Adjacent Node
Networking, explained. No BS.

NAT

What It Is

Network Address Translation changes IP addresses, and sometimes transport ports, as packets cross a boundary. NAT is used for Internet edge PAT, static publishing, overlapping networks, cloud egress, partner connectivity, and legacy address workarounds. NAT is not a security boundary by itself, but it often sits next to firewall policy and can make troubleshooting much harder.

NAT Address Terms

Term Meaning Example
Inside local Real address of an inside host before translation 10.10.20.25
Inside global Translated address representing inside host externally 198.51.100.25
Outside global Real address of an outside host 203.0.113.10
Outside local Translated address representing outside host internally 10.255.10.10

Modern note: The inside/outside local/global terms are Cisco-heavy but still useful. Always draw NAT from the perspective of the translating device.

Common NAT Types

Type What It Does Common Use
Static NAT One inside address maps to one translated address Publish a host or preserve fixed mapping
Dynamic NAT Inside addresses map to a pool Less common now
PAT / NAPT Many addresses share one or more addresses using ports Internet egress
Static PAT One port maps to another address and port Publish a specific service
Twice NAT Source and destination are translated Overlapping networks or partner VPN
NAT exemption Do not translate matching traffic VPN protected traffic
NAT64 IPv6 clients reach IPv4 services IPv6 transition
CGNAT Provider-scale customer NAT ISP and mobile networks

Watch out: NAT order of operations is platform-specific.

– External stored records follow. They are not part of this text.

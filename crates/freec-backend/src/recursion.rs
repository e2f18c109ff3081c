//! Recursion transformation.
//!
//! Coq's guard checker wants a `Fixpoint` whose body matches on the
//! decreasing argument at the top level. The source body may match on it
//! at several nested positions instead, so each outermost `case` on the
//! decreasing argument moves into its own helper function (closing over
//! the variables in scope), the original function becomes a non-recursive
//! driver, and calls back into the SCC inside helper bodies are replaced
//! by the drivers' right-hand sides. After that, the helpers are genuinely
//! structurally recursive and the drivers are plain definitions.

use rustc_hash::FxHashMap;

use freec_common::Span;
use freec_ir::{Alt, DeclIdent, Expr, ExprKind, FuncDecl, Name, QName, VarPat};

use crate::context::Converter;

/// A helper extracted from one member of a recursive SCC.
pub struct Helper {
    pub decl: FuncDecl,
    /// Index of the decreasing argument within the helper's parameters.
    pub dec_index: usize,
    /// Index of the SCC member the helper was extracted from.
    pub parent: usize,
    /// For each helper parameter, the parent parameter it captures, when
    /// the captured variable is a parameter and not a local binder. Used
    /// to type the helper's binders from the parent's signature.
    pub captured_params: Vec<Option<usize>>,
    /// Whether the extracted `case` was the whole function body, in which
    /// case the helper's return type is the parent's.
    pub at_root: bool,
}

pub struct TransformedScc {
    pub helpers: Vec<Helper>,
    pub drivers: Vec<FuncDecl>,
}

/// Split a recursive SCC into structurally recursive helpers plus
/// non-recursive drivers.
pub fn transform_recursive_scc(
    cx: &mut Converter<'_>,
    funcs: &[FuncDecl],
    dec_indices: &[usize],
) -> TransformedScc {
    let mut helpers = Vec::new();
    let mut drivers = Vec::with_capacity(funcs.len());

    for (member, func) in funcs.iter().enumerate() {
        let dec_ident = func.args[dec_indices[member]].ident.clone();
        let mut in_scope: Vec<String> = func.args.iter().map(|a| a.ident.clone()).collect();
        let mut extractor = Extractor {
            dec_ident: &dec_ident,
            parent: member,
            parent_name: func.ident.name.as_str().to_string(),
            parent_arity: func.arity(),
            helper_seq: 0,
            helpers: &mut helpers,
        };
        let body = extractor.extract(&func.body, true, true, &mut in_scope);
        drivers.push(FuncDecl {
            body,
            ..func.clone()
        });
    }

    // Driver expansion: replace SCC member calls inside helper bodies by
    // the member's (rewritten) right-hand side. Driver bodies contain no
    // SCC calls anymore, so a single level of expansion suffices.
    let driver_map: FxHashMap<&Name, &FuncDecl> = drivers
        .iter()
        .map(|driver| (&driver.ident.name, driver))
        .collect();
    let inlined: Vec<Expr> = helpers
        .iter()
        .map(|helper| {
            let mut shadowed = Vec::new();
            inline_members(cx, &helper.decl.body, &driver_map, &mut shadowed)
        })
        .collect();
    for (helper, body) in helpers.iter_mut().zip(inlined) {
        helper.decl.body = body;
    }

    TransformedScc { helpers, drivers }
}

struct Extractor<'a> {
    dec_ident: &'a str,
    parent: usize,
    parent_name: String,
    parent_arity: usize,
    helper_seq: u32,
    helpers: &'a mut Vec<Helper>,
}

impl Extractor<'_> {
    /// Rewrite `expr`, replacing each outermost `case` on the decreasing
    /// argument with a call to a fresh helper.
    fn extract(
        &mut self,
        expr: &Expr,
        at_root: bool,
        dec_active: bool,
        in_scope: &mut Vec<String>,
    ) -> Expr {
        if dec_active
            && let ExprKind::Case(scrutinee, _) = &expr.kind
            && is_var_named(scrutinee, self.dec_ident)
        {
            return self.extract_helper(expr, at_root, in_scope);
        }

        let kind = match &expr.kind {
            ExprKind::Var(_)
            | ExprKind::Con(_)
            | ExprKind::IntLiteral(_)
            | ExprKind::Undefined
            | ExprKind::ErrorExpr(_) => expr.kind.clone(),
            ExprKind::App(func, arg) => ExprKind::App(
                Box::new(self.extract(func, false, dec_active, in_scope)),
                Box::new(self.extract(arg, false, dec_active, in_scope)),
            ),
            ExprKind::If(cond, then, els) => ExprKind::If(
                Box::new(self.extract(cond, false, dec_active, in_scope)),
                Box::new(self.extract(then, false, dec_active, in_scope)),
                Box::new(self.extract(els, false, dec_active, in_scope)),
            ),
            ExprKind::Case(scrutinee, alts) => {
                let scrutinee = Box::new(self.extract(scrutinee, false, dec_active, in_scope));
                let alts = alts
                    .iter()
                    .map(|alt| {
                        let depth = in_scope.len();
                        let mut inner_active = dec_active;
                        for pat in &alt.pats {
                            in_scope.push(pat.ident.clone());
                            if pat.ident == self.dec_ident {
                                inner_active = false;
                            }
                        }
                        let rhs = self.extract(&alt.rhs, false, inner_active, in_scope);
                        in_scope.truncate(depth);
                        Alt {
                            span: alt.span,
                            con: alt.con.clone(),
                            pats: alt.pats.clone(),
                            rhs,
                        }
                    })
                    .collect();
                ExprKind::Case(scrutinee, alts)
            }
            ExprKind::Lambda(pats, body) => {
                let depth = in_scope.len();
                let mut inner_active = dec_active;
                for pat in pats {
                    in_scope.push(pat.ident.clone());
                    if pat.ident == self.dec_ident {
                        inner_active = false;
                    }
                }
                let body = self.extract(body, false, inner_active, in_scope);
                in_scope.truncate(depth);
                ExprKind::Lambda(pats.clone(), Box::new(body))
            }
        };
        Expr {
            span: expr.span,
            ty: expr.ty.clone(),
            kind,
        }
    }

    /// Move `expr` (a `case` on the decreasing argument) into a helper and
    /// return the replacing call.
    fn extract_helper(&mut self, expr: &Expr, at_root: bool, in_scope: &mut Vec<String>) -> Expr {
        // The captured closure: free variables of the subexpression that
        // are locally in scope, in first-occurrence order.
        let captured: Vec<String> = expr
            .free_vars()
            .into_iter()
            .filter(|ident| in_scope.contains(ident))
            .collect();
        let dec_index = captured
            .iter()
            .position(|ident| ident == self.dec_ident)
            .expect("scrutinee is free in the extracted case");

        // A captured variable refers to a parent parameter when its nearest
        // enclosing binder is one (the first `parent_arity` scope entries).
        let captured_params: Vec<Option<usize>> = captured
            .iter()
            .map(|ident| {
                let nearest = in_scope.iter().rposition(|bound| bound == ident);
                nearest.filter(|&index| index < self.parent_arity)
            })
            .collect();

        let helper_name = format!("#{}_{}", self.parent_name, self.helper_seq);
        self.helper_seq += 1;

        let args: Vec<VarPat> = captured
            .iter()
            .map(|ident| VarPat::new(Span::dummy(), ident.clone()))
            .collect();
        self.helpers.push(Helper {
            decl: FuncDecl {
                span: expr.span,
                ident: DeclIdent::new(expr.span, Name::ident(helper_name.clone())),
                type_args: Vec::new(),
                args,
                body: expr.clone(),
                return_type: None,
            },
            dec_index,
            parent: self.parent,
            captured_params,
            at_root,
        });

        let call_args: Vec<Expr> = captured
            .into_iter()
            .map(|ident| Expr::var(Span::dummy(), QName::ident(ident)))
            .collect();
        Expr::apply(
            Expr::var(expr.span, QName::ident(helper_name)),
            call_args,
        )
    }
}

/// Replace calls to SCC members with the member's driver body, renaming
/// the driver's binders and substituting its parameters by the call's
/// arguments. Under-applied calls wrap the residue in a lambda.
fn inline_members(
    cx: &mut Converter<'_>,
    expr: &Expr,
    drivers: &FxHashMap<&Name, &FuncDecl>,
    shadowed: &mut Vec<String>,
) -> Expr {
    let (head, args) = expr.app_spine();
    if let ExprKind::Var(name) = &head.kind
        && cx.is_local_name(name)
        && !shadowed.iter().any(|s| s == name.name.as_str())
        && let Some(driver) = drivers.get(&name.name)
    {
        let driver = *driver;
        let inlined_args: Vec<Expr> = args
            .iter()
            .map(|arg| inline_members(cx, arg, drivers, shadowed))
            .collect();
        let renamed = driver.body.alpha_rename(&mut |_| cx.fresh_internal("i"));

        let arity = driver.arity();
        let mut subst = FxHashMap::default();
        let mut residual_pats = Vec::new();
        for (position, param) in driver.args.iter().enumerate() {
            match inlined_args.get(position) {
                Some(arg) => {
                    subst.insert(param.ident.clone(), arg.clone());
                }
                None => {
                    let fresh = cx.fresh_internal("e");
                    residual_pats.push(VarPat::new(Span::dummy(), fresh.clone()));
                    subst.insert(
                        param.ident.clone(),
                        Expr::var(Span::dummy(), QName::ident(fresh)),
                    );
                }
            }
        }
        let mut body = renamed.subst(&subst);
        if !residual_pats.is_empty() {
            body = Expr::new(
                expr.span,
                ExprKind::Lambda(residual_pats, Box::new(body)),
            );
        }
        let extra: Vec<Expr> = inlined_args.into_iter().skip(arity).collect();
        return Expr::apply(body, extra);
    }

    let kind = match &expr.kind {
        ExprKind::Var(_)
        | ExprKind::Con(_)
        | ExprKind::IntLiteral(_)
        | ExprKind::Undefined
        | ExprKind::ErrorExpr(_) => expr.kind.clone(),
        ExprKind::App(func, arg) => ExprKind::App(
            Box::new(inline_members(cx, func, drivers, shadowed)),
            Box::new(inline_members(cx, arg, drivers, shadowed)),
        ),
        ExprKind::If(cond, then, els) => ExprKind::If(
            Box::new(inline_members(cx, cond, drivers, shadowed)),
            Box::new(inline_members(cx, then, drivers, shadowed)),
            Box::new(inline_members(cx, els, drivers, shadowed)),
        ),
        ExprKind::Case(scrutinee, alts) => {
            let scrutinee = Box::new(inline_members(cx, scrutinee, drivers, shadowed));
            let alts = alts
                .iter()
                .map(|alt| {
                    let depth = shadowed.len();
                    shadowed.extend(alt.pats.iter().map(|p| p.ident.clone()));
                    let rhs = inline_members(cx, &alt.rhs, drivers, shadowed);
                    shadowed.truncate(depth);
                    Alt {
                        span: alt.span,
                        con: alt.con.clone(),
                        pats: alt.pats.clone(),
                        rhs,
                    }
                })
                .collect();
            ExprKind::Case(scrutinee, alts)
        }
        ExprKind::Lambda(pats, body) => {
            let depth = shadowed.len();
            shadowed.extend(pats.iter().map(|p| p.ident.clone()));
            let body = inline_members(cx, body, drivers, shadowed);
            shadowed.truncate(depth);
            ExprKind::Lambda(pats.clone(), Box::new(body))
        }
    };
    Expr {
        span: expr.span,
        ty: expr.ty.clone(),
        kind,
    }
}

fn is_var_named(expr: &Expr, ident: &str) -> bool {
    matches!(
        &expr.kind,
        ExprKind::Var(name) if name.module.is_none() && name.name.as_str() == ident
    )
}

#[cfg(test)]
#[path = "tests/recursion.rs"]
mod tests;
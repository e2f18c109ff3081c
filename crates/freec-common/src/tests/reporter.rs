use std::collections::BTreeMap;

use super::*;
use crate::span::Span;

#[test]
fn report_is_not_fatal() {
    let mut reporter = Reporter::new();
    reporter.report(Diagnostic::warning("a.hs", Span::new(0, 1), "unused"));
    assert!(!reporter.has_fatal());
    assert_eq!(reporter.diagnostics().len(), 1);
}

#[test]
fn report_fatal_sets_flag() {
    let mut reporter = Reporter::new();
    let fatal = reporter.report_fatal(Diagnostic::error("a.hs", Span::new(0, 1), "boom"));
    assert_eq!(fatal, Fatal);
    assert!(reporter.has_fatal());
    assert_eq!(reporter.error_count(), 1);
}

#[test]
fn render_plain_format_has_location() {
    let mut reporter = Reporter::new();
    reporter.report(Diagnostic::error(
        "a.hs",
        Span::new(4, 5),
        "unknown identifier 'y'",
    ));
    let mut sources = BTreeMap::new();
    sources.insert("a.hs".to_string(), "f = y\n".to_string());

    let output = reporter.render(&sources, false);
    assert!(output.starts_with("a.hs:1:5: error: unknown identifier 'y'"));
}

#[test]
fn render_includes_snippet_and_caret() {
    let mut reporter = Reporter::new();
    reporter.report(Diagnostic::error("a.hs", Span::new(10, 12), "bad"));
    let mut sources = BTreeMap::new();
    sources.insert("a.hs".to_string(), "f x = x\ng = zz\n".to_string());

    let output = reporter.render(&sources, false);
    assert!(output.contains("   2 | g = zz"), "missing snippet: {output}");
    assert!(output.contains("^^"), "missing caret: {output}");
}

#[test]
fn render_sorts_by_position() {
    let mut reporter = Reporter::new();
    reporter.report(Diagnostic::error("a.hs", Span::new(8, 9), "second"));
    reporter.report(Diagnostic::error("a.hs", Span::new(0, 1), "first"));
    let sources = BTreeMap::new();

    let output = reporter.render(&sources, false);
    let first = output.find("first").unwrap();
    let second = output.find("second").unwrap();
    assert!(first < second);
}

#[test]
fn render_without_source_omits_location() {
    let mut reporter = Reporter::new();
    reporter.report(Diagnostic::error("a.hs", Span::new(0, 1), "boom"));
    let output = reporter.render(&BTreeMap::new(), false);
    assert!(output.starts_with("a.hs: error: boom"));
}
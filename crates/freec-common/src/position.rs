//! Offset to line/column conversion for diagnostics.
//!
//! The IR carries byte offsets; error messages want 1-indexed lines and
//! columns. `LineMap` does the conversion with a binary search over line
//! start offsets.

/// Line map for efficient offset -> line/column conversion.
/// Stores the starting offset of each line.
#[derive(Debug, Clone)]
pub struct LineMap {
    /// Starting offset of each line (`line_starts[0]` is always 0)
    line_starts: Vec<u32>,
}

impl LineMap {
    /// Build a line map from source text.
    #[must_use]
    pub fn build(source: &str) -> Self {
        let mut line_starts = vec![0u32];
        for (i, ch) in source.char_indices() {
            if ch == '\n' {
                line_starts.push(u32::try_from(i + 1).unwrap_or(u32::MAX));
            }
        }
        LineMap { line_starts }
    }

    /// Number of lines in the source.
    #[must_use]
    pub fn line_count(&self) -> usize {
        self.line_starts.len()
    }

    /// Convert a byte offset to a 0-indexed line number.
    #[must_use]
    pub fn line_at(&self, offset: u32) -> usize {
        match self.line_starts.binary_search(&offset) {
            Ok(line) => line,
            Err(insert) => insert - 1,
        }
    }

    /// Convert a byte offset to 0-indexed (line, column).
    #[must_use]
    pub fn position(&self, offset: u32) -> (usize, usize) {
        let line = self.line_at(offset);
        let col = (offset - self.line_starts[line]) as usize;
        (line, col)
    }

    /// Starting byte offset of a 0-indexed line.
    #[must_use]
    pub fn line_start(&self, line: usize) -> u32 {
        self.line_starts[line]
    }

    /// The text of a 0-indexed line, without its trailing newline.
    #[must_use]
    pub fn line_text<'a>(&self, source: &'a str, line: usize) -> &'a str {
        let start = self.line_starts[line] as usize;
        let end = self
            .line_starts
            .get(line + 1)
            .map_or(source.len(), |&s| s as usize);
        source[start..end].trim_end_matches(['\n', '\r'])
    }
}

#[cfg(test)]
#[path = "tests/position.rs"]
mod tests;
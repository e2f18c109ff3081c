//! Names - identifiers and operator symbols.
//!
//! A `Name` is either an identifier (`foldr`, `Tree`) or an operator symbol
//! (`+`, `:`). A `QName` optionally qualifies a name with its module; the
//! environment treats the qualified and unqualified forms as the same
//! logical name for lookup.

use serde::{Deserialize, Serialize};

use freec_common::Span;

/// An unqualified source name.
#[derive(Clone, Debug, PartialEq, Eq, Hash, PartialOrd, Ord, Serialize, Deserialize)]
pub enum Name {
    /// An alphanumeric identifier matching `[A-Za-z_][A-Za-z0-9_']*`.
    Ident(String),
    /// An operator symbol, e.g. `+` or `:`.
    Symbol(String),
}

impl Name {
    pub fn ident(s: impl Into<String>) -> Self {
        Name::Ident(s.into())
    }

    pub fn symbol(s: impl Into<String>) -> Self {
        Name::Symbol(s.into())
    }

    /// The raw name text, without operator parentheses.
    #[must_use]
    pub fn as_str(&self) -> &str {
        match self {
            Name::Ident(s) | Name::Symbol(s) => s,
        }
    }

    #[must_use]
    pub fn is_symbol(&self) -> bool {
        matches!(self, Name::Symbol(_))
    }
}

impl std::fmt::Display for Name {
    fn fmt(&self, f: &mut std::fmt::Formatter<'_>) -> std::fmt::Result {
        match self {
            Name::Ident(s) => write!(f, "{s}"),
            Name::Symbol(s) => write!(f, "({s})"),
        }
    }
}

/// A possibly module-qualified name.
#[derive(Clone, Debug, PartialEq, Eq, Hash, PartialOrd, Ord, Serialize, Deserialize)]
pub struct QName {
    /// Qualifying module, e.g. `Data.List` in `Data.List.map`.
    pub module: Option<String>,
    pub name: Name,
}

impl QName {
    pub fn unqualified(name: Name) -> Self {
        QName { module: None, name }
    }

    pub fn qualified(module: impl Into<String>, name: Name) -> Self {
        QName {
            module: Some(module.into()),
            name,
        }
    }

    pub fn ident(s: impl Into<String>) -> Self {
        QName::unqualified(Name::ident(s))
    }

    pub fn symbol(s: impl Into<String>) -> Self {
        QName::unqualified(Name::symbol(s))
    }

    /// Drop the module qualifier.
    #[must_use]
    pub fn unqualify(&self) -> QName {
        QName {
            module: None,
            name: self.name.clone(),
        }
    }

    /// Replace the module qualifier.
    #[must_use]
    pub fn qualify(&self, module: &str) -> QName {
        QName {
            module: Some(module.to_string()),
            name: self.name.clone(),
        }
    }
}

impl std::fmt::Display for QName {
    fn fmt(&self, f: &mut std::fmt::Formatter<'_>) -> std::fmt::Result {
        match &self.module {
            Some(m) => write!(f, "{}.{}", m, self.name),
            None => write!(f, "{}", self.name),
        }
    }
}

/// A binding occurrence of a name with its defining source span.
#[derive(Clone, Debug, PartialEq, Eq, Serialize, Deserialize)]
pub struct DeclIdent {
    pub span: Span,
    pub name: Name,
}

impl DeclIdent {
    pub fn new(span: Span, name: Name) -> Self {
        DeclIdent { span, name }
    }
}

/// Check whether `s` is a valid source identifier: `[A-Za-z_][A-Za-z0-9_']*`.
#[must_use]
pub fn is_valid_ident(s: &str) -> bool {
    let mut chars = s.chars();
    match chars.next() {
        Some(c) if c.is_ascii_alphabetic() || c == '_' => {}
        _ => return false,
    }
    chars.all(|c| c.is_ascii_alphanumeric() || c == '_' || c == '\'')
}

#[cfg(test)]
#[path = "tests/name.rs"]
mod tests;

On firewalls, routers, and cloud gateways, policy may see pre-NAT or post-NAT addresses depending on direction and feature.

Design Notes

Design Choice Guidance
Internet egress PAT is normal, log translations if you need attribution
Inbound publishing Prefer reverse proxy, load balancer, or firewall policy where appropriate
Site-to-site VPN Exempt VPN traffic from Internet NAT unless doing deliberate NAT over VPN
Overlap handling Use twice NAT carefully and document both real and translated ranges
Cloud NAT Know provider reserved addresses, SNAT port limits, and logging options
IPv6 Avoid NAT66 as a default design
Troubleshooting Always identify original source, translated source, original destination, and translated destination

Modern note: NAT hides address structure, not intent. Treat NAT and firewall policy as separate decisions.

Cisco IOS/IOS-XE Examples

NAT boundary:

interface GigabitEthernet0/0
 description Inside LAN
 ip address 10.10.20.1 255.255.255.0
 ip nat inside
!
interface GigabitEthernet0/1
 description Internet edge
 ip address 198.51.100.2 255.255.255.252
 ip nat outside

PAT to interface:

ip access-list standard NAT-INSIDE
 permit 10.10.20.0 0.0.0.255
!
ip nat inside source list NAT-INSIDE interface GigabitEthernet0/1 overload

Static service translation:

ip nat inside source static tcp 10.10.20.50 443 198.51.100.50 443

VPN NAT exemption pattern:

ip access-list extended NAT-EXEMPT
 deny ip 10.10.20.0 0.0.0.255 10.30.0.0 0.0.255.255
 permit ip 10.10.20.0 0.0.0.255 any
!
ip nat inside source list NAT-EXEMPT interface GigabitEthernet0/1 overload

Notes:

  • For IOS NAT ACLs, permit means eligible for NAT, and deny means do not NAT.
  • Static PAT publishes a service. It does not replace firewall filtering.
  • Use remarks and diagrams for any overlap or twice NAT design.

Troubleshooting

Symptom Check Likely Cause
Inside host cannot reach Internet NAT ACL, route, outside interface, translations No NAT match or no default route
VPN traffic goes to Internet NAT exemption Protected traffic is being PATed
Inbound service fails Static NAT/PAT, firewall, route back Missing translation or policy
Works for some users only Translation table, port exhaustion, pool size PAT exhaustion
Partner traffic hits wrong host Twice NAT rules and order Overlap mapping error
App embeds IP in payload ALG, protocol behavior, TLS NAT cannot fix application payload
Logs show public IP only Translation logging Missing user attribution

Commands

show ip nat translations
show ip nat translations verbose
show ip nat statistics
clear ip nat translation *
show access-lists NAT-INSIDE
show ip route

Expected clues:

  • Matching traffic creates translations.
  • Inside local maps to the intended inside global.
  • Return traffic matches an existing translation.
  • NAT ACL counters increment only for traffic meant to be translated.
  • Routes send traffic through the NAT device in both directions.

Watch Out

  • Do not troubleshoot NAT without a packet walk.
  • Do not assume NAT equals firewall policy.
  • Do not use NAT to avoid fixing bad address planning unless the tradeoff is explicit.
  • Do not forget DNS when publishing services through NAT.
  • Do not ignore PAT port exhaustion on busy egress gateways.
  • Do not translate traffic before IPsec unless that is the intended design.